In this new work, we perform an empirical study to explore the relevance of unsupervised metrics for the evaluation of goal-oriented NLG. The NLG task for goal-oriented dialogue systems consists of translating from dialogue acts to text. A dialogue act encodes the intent of the speaker, it can be seen as a compact representation of a sentence.
An example is:
Dialogue Acts: inform(food=Indian, count=2, area=downtown, city=Toronto), request(budget)
Text: There are 2 restaurants serving Indian food in downtown Toronto. What is your budget?
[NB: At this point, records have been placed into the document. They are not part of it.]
use std::collections::{BTreeMap, HashSet};
use std::path::PathBuf;

use tracing::{debug, info};

use super::remote::RemoteLayout;
use super::report::SyncReport;
use crate::core::archive::{self, archive_stem, is_plain_name, Staging};
use crate::core::error::{SyncError, SyncResult};
use crate::core::saves::{LayoutMode, LocalWorldEntry, SaveTree};
use crate::core::storage::{
    download_verified, resolve_folder, FileRef, FolderRef, RemoteEntry, StorageClient,
};

/// A remote archive and where it unpacks to.
#[derive(Debug, Clone)]
struct RestoreTarget {
    file: FileRef,
    stem: String,
    dest_dir: PathBuf,
    label: String,
}

/// Drives upload and restore passes between the local save tree and the
/// remote `<root>/{Vanilla,Modded}` folders.
///
/// The store is passed into each pass; the engine holds no remote handle.
pub struct SyncEngine {
    saves: SaveTree,
    cloud_root: String,
}

impl SyncEngine {
    pub fn new(saves: SaveTree, cloud_root: impl Into<String>) -> Self {
        Self {
            saves,
            cloud_root: cloud_root.into(),
        }
    }

    pub fn saves(&self) -> &SaveTree {
        &self.saves
    }

    pub async fn resolve_layout(&self, store: &dyn StorageClient) -> SyncResult<RemoteLayout> {
        RemoteLayout::resolve(store, &self.cloud_root).await
    }

    // ── Upload ──────────────────────────────────────────

    /// Make the remote scope for the active layout mirror the local saves.
    ///
    /// New archives are uploaded before anything is deleted. Old entries go
    /// only once every upload in their scope succeeded, except those whose
    /// own replacement landed. An empty local tree leaves the remote alone.
    pub async fn sync_to_cloud(&self, store: &dyn StorageClient) -> SyncResult<SyncReport> {
        let mode = self.saves.mode();
        info!(
            "Uploading {} saves to '{}' ({})",
            mode,
            self.cloud_root,
            store.name()
        );

        let layout = self.resolve_layout(store).await?;
        let entries = self.saves.list_entries().await?;
        if entries.is_empty() {
            info!(
                "No local saves, remote '{}' left untouched",
                mode.remote_folder_name()
            );
            return Ok(SyncReport::skipped());
        }

        let mut report = SyncReport::default();
        match mode {
            LayoutMode::Flat => {
                let worlds: Vec<&LocalWorldEntry> = entries.iter().collect();
                self.mirror_folder(store, &layout.vanilla, &worlds, &mut report)
                    .await;
            }
            LayoutMode::Nested => {
                self.mirror_instances(store, &layout.modded, &entries, &mut report)
                    .await;
            }
        }

        info!(
            "Upload finished: {} uploaded, {} deleted, {} kept, {} failed",
            report.uploaded.len(),
            report.deleted.len(),
            report.kept.len(),
            report.failures.len()
        );
        Ok(report)
    }

    async fn mirror_instances(
        &self,
        store: &dyn StorageClient,
        modded: &FolderRef,
        entries: &[LocalWorldEntry],
        report: &mut SyncReport,
    ) {
        let previous = match store.list_children(modded).await {
            Ok(children) => children,
            Err(err) => {
                report.record_failure(modded.name.clone(), &err);
                return;
            }
        };

        let mut by_instance: BTreeMap<&str, Vec<&LocalWorldEntry>> = BTreeMap::new();
        for entry in entries {
            if let Some(instance) = entry.instance.as_deref() {
                by_instance.entry(instance).or_default().push(entry);
            }
        }

        let mut complete = true;
        let mut mirrored = HashSet::new();
        for (instance, worlds) in by_instance {
            let folder = match resolve_folder(store, instance, Some(modded)).await {
                Ok(folder) => folder,
                Err(err) => {
                    complete = false;
                    report.record_failure(instance, &err);
                    continue;
                }
            };
            if !self.mirror_folder(store, &folder, &worlds, report).await {
                complete = false;
            }
            mirrored.insert(folder.id);
        }

        let stale = previous.iter().filter(|entry| !mirrored.contains(&entry.id));
        self.remove_superseded(store, modded, stale, |_| complete, report)
            .await;
    }

    /// Upload `worlds` into `folder`, then drop what they replace.
    /// Returns whether every upload succeeded.
    async fn mirror_folder(
        &self,
        store: &dyn StorageClient,
        folder: &FolderRef,
        worlds: &[&LocalWorldEntry],
        report: &mut SyncReport,
    ) -> bool {
        let previous = match store.list_children(folder).await {
            Ok(children) => children,
            Err(err) => {
                report.record_failure(folder.name.clone(), &err);
                return false;
            }
        };

        let mut complete = true;
        let mut replaced = HashSet::new();
        for entry in worlds {
            match self.upload_entry(store, folder, entry).await {
                Ok(file) => {
                    replaced.insert(file.title);
                    report.uploaded.push(entry.key());
                }
                Err(err) => {
                    complete = false;
                    report.record_failure(entry.key(), &err);
                }
            }
        }

        self.remove_superseded(
            store,
            folder,
            previous.iter(),
            |old| complete || replaced.contains(&old.title),
            report,
        )
        .await;
        complete
    }

    async fn remove_superseded<'a>(
        &self,
        store: &dyn StorageClient,
        folder: &FolderRef,
        previous: impl Iterator<Item = &'a RemoteEntry>,
        superseded: impl Fn(&RemoteEntry) -> bool,
        report: &mut SyncReport,
    ) {
        for old in previous {
            let label = format!("{}/{}", folder.name, old.title);
            if !superseded(old) {
                info!("Keeping {} until it has a replacement", label);
                report.kept.push(label);
                continue;
            }
            match store.delete_entry(&old.id).await {
                Ok(()) => {
                    debug!("Deleted superseded {}", label);
                    report.deleted.push(label);
                }
                Err(err) => report.record_failure(label, &err),
            }
        }
    }

    async fn upload_entry(
        &self,
        store: &dyn StorageClient,
        folder: &FolderRef,
        entry: &LocalWorldEntry,
    ) -> SyncResult<FileRef> {
        let staging = Staging::new()?;
        let archive_path = staging.archive_path(&entry.archive_title());
        let stats = archive::pack(&entry.path, &archive_path)?;
        let bytes = tokio::fs::read(&archive_path)
            .await
            .map_err(|source| SyncError::Io {
                path: archive_path.clone(),
                source,
            })?;
        let size = bytes.len();

        let file = store
            .upload_content(folder, &entry.archive_title(), bytes)
            .await?;
        info!(
            "Uploaded {} -> {}/{} ({} files, {} bytes)",
            entry.key(),
            folder.name,
            file.title,
            stats.files,
            size
        );
        Ok(file)
    }

    // ── Restore ─────────────────────────────────────────

    /// Replace the local saves with the cloud copy.
    ///
    /// Current worlds are moved into the backup snapshot first. Nothing local
    /// is touched when the cloud has no archives for the active layout.
    pub async fn sync_and_restore_from_cloud(
        &self,
        store: &dyn StorageClient,
    ) -> SyncResult<SyncReport> {
        let mode = self.saves.mode();
        info!(
            "Restoring {} saves from '{}' ({})",
            mode,
            self.cloud_root,
            store.name()
        );

        let layout = self.resolve_layout(store).await?;
        let mut report = SyncReport::default();
        let targets = match mode {
            LayoutMode::Flat => self.plan_flat_restore(store, &layout.vanilla).await?,
            LayoutMode::Nested => {
                self.plan_nested_restore(store, &layout.modded, &mut report)
                    .await?
            }
        };

        if targets.is_empty() {
            info!("Nothing to restore, local saves left in place");
            report.skipped = true;
            return Ok(report);
        }

        let entries = self.saves.list_entries().await?;
        if entries.is_empty() {
            info!("No local saves to back up, keeping the previous backup snapshot");
        } else {
            self.backup_entries(&entries, &mut report).await?;
        }

        for target in targets {
            match self.restore_archive(store, &target).await {
                Ok(()) => report.downloaded.push(target.label),
                Err(err) => report.record_failure(target.label, &err),
            }
        }

        info!(
            "Restore finished: {} restored, {} backed up, {} failed",
            report.downloaded.len(),
            report.backed_up.len(),
            report.failures.len()
        );
        Ok(report)
    }

    async fn plan_flat_restore(
        &self,
        store: &dyn StorageClient,
        vanilla: &FolderRef,
    ) -> SyncResult<Vec<RestoreTarget>> {
        let children = store.list_children(vanilla).await?;
        let targets = archive_targets(&children, self.saves.root().to_path_buf(), None);
        if targets.is_empty() {
            info!("No saves found in cloud for '{}'", vanilla.name);
        }
        Ok(targets)
    }

    async fn plan_nested_restore(
        &self,
        store: &dyn StorageClient,
        modded: &FolderRef,
        report: &mut SyncReport,
    ) -> SyncResult<Vec<RestoreTarget>> {
        let mut targets = Vec::new();
        let mut instances: Vec<FolderRef> = store
            .list_children(modded)
            .await?
            .iter()
            .filter_map(RemoteEntry::as_folder)
            .collect();
        instances.sort_by(|a, b| a.name.cmp(&b.name));

        if instances.is_empty() {
            info!("No instances found in cloud for '{}'", modded.name);
        }

        for instance in instances {
            if !is_plain_name(&instance.name) {
                report.record_failure(
                    instance.name.clone(),
                    &SyncError::Other("instance folder name is not a plain name".into()),
                );
                continue;
            }

            let children = match store.list_children(&instance).await {
                Ok(children) => children,
                Err(err) => {
                    report.record_failure(instance.name.clone(), &err);
                    continue;
                }
            };
            let dest_dir = self.saves.instance_saves_dir(&instance.name);
            let found = archive_targets(&children, dest_dir, Some(&instance.name));
            if found.is_empty() {
                info!("No saves found in cloud for instance '{}'", instance.name);
            }
            targets.extend(found);
        }

        Ok(targets)
    }

    async fn backup_entries(
        &self,
        entries: &[LocalWorldEntry],
        report: &mut SyncReport,
    ) -> SyncResult<()> {
        let backup_dir = self.saves.backup_dir();
        SaveTree::clear_directory(&backup_dir).await?;
        info!("Backing up {} worlds to {:?}", entries.len(), backup_dir);

        for entry in entries {
            let dest = backup_dir.join(entry.relative_path());
            match SaveTree::move_entry(&entry.path, &dest).await {
                Ok(()) => report.backed_up.push(entry.key()),
                Err(err) => report.record_failure(entry.key(), &err),
            }
        }
        Ok(())
    }

    async fn restore_archive(
        &self,
        store: &dyn StorageClient,
        target: &RestoreTarget,
    ) -> SyncResult<()> {
        let dest = target.dest_dir.join(&target.stem);
        if dest.exists() {
            return Err(SyncError::DestinationExists(dest));
        }
        tokio::fs::create_dir_all(&target.dest_dir)
            .await
            .map_err(|source| SyncError::Io {
                path: target.dest_dir.clone(),
                source,
            })?;

        let bytes = download_verified(store, &target.file).await?;
        let staging = Staging::new()?;
        let archive_path = staging.archive_path(&target.file.title);
        tokio::fs::write(&archive_path, &bytes)
            .await
            .map_err(|source| SyncError::Io {
                path: archive_path.clone(),
                source,
            })?;

        let stats = archive::unpack(&archive_path, &dest)?;
        info!(
            "Restored {} -> {:?} ({} files)",
            target.label, dest, stats.files
        );
        Ok(())
    }
}

/// One restore target per archive stem. When a failed delete left several
/// copies of the same title behind, the most recently modified one wins.
fn archive_targets(
    children: &[RemoteEntry],
    dest_dir: PathBuf,
    instance: Option<&str>,
) -> Vec<RestoreTarget> {
    let mut newest: BTreeMap<&str, &RemoteEntry> = BTreeMap::new();
    for entry in children.iter().filter(|entry| !entry.is_folder()) {
        let Some(stem) = archive_stem(&entry.title) else {
            debug!("Ignoring non-archive remote entry '{}'", entry.title);
            continue;
        };
        if let Some(kept) = newest.get(stem) {
            let older = if is_newer(entry, kept) { *kept } else { entry };
            info!("Skipping older duplicate of '{}' ({})", older.title, older.id);
            if older.id == entry.id {
                continue;
            }
        }
        newest.insert(stem, entry);
    }

    let mut targets: Vec<RestoreTarget> = newest
        .into_iter()
        .filter_map(|(stem, entry)| {
            let file = entry.as_file()?;
            let label = match instance {
                Some(instance) => format!("{instance}/saves/{stem}"),
                None => stem.to_string(),
            };
            Some(RestoreTarget {
                file,
                stem: stem.to_string(),
                dest_dir: dest_dir.clone(),
                label,
            })
        })
        .collect();
    targets.sort_by(|a, b| a.label.cmp(&b.label));
    targets
}

/// Whether `candidate` was modified after `current`; the id breaks ties.
fn is_newer(candidate: &RemoteEntry, current: &RemoteEntry) -> bool {
    (candidate.modified_at, &candidate.id) > (current.modified_at, &current.id)
}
We also introduce a slight variant of the ld-sc-LSTM called the hierarchical lexicalized delexicalized – semantically controlled – LSTM (hld-sc-LSTM) model. This model is further described in our paper (opens in new tab).
The problem of evaluation
A dialogue can progress in many valid directions and a sentence can be expressed in many ways. For instance, a valid sentence for the previous example could also be ‘I found 2 Indian restaurants in downtown Toronto. How much would you like to spend?’. However, evaluating a sentence generated by NLG is often performed by comparing this sentence to the sentence given in the dataset. If we were to compare the words used in this text and the one above, we would find that the two texts are very different. Yet, they are both valid translations of the dialogue acts.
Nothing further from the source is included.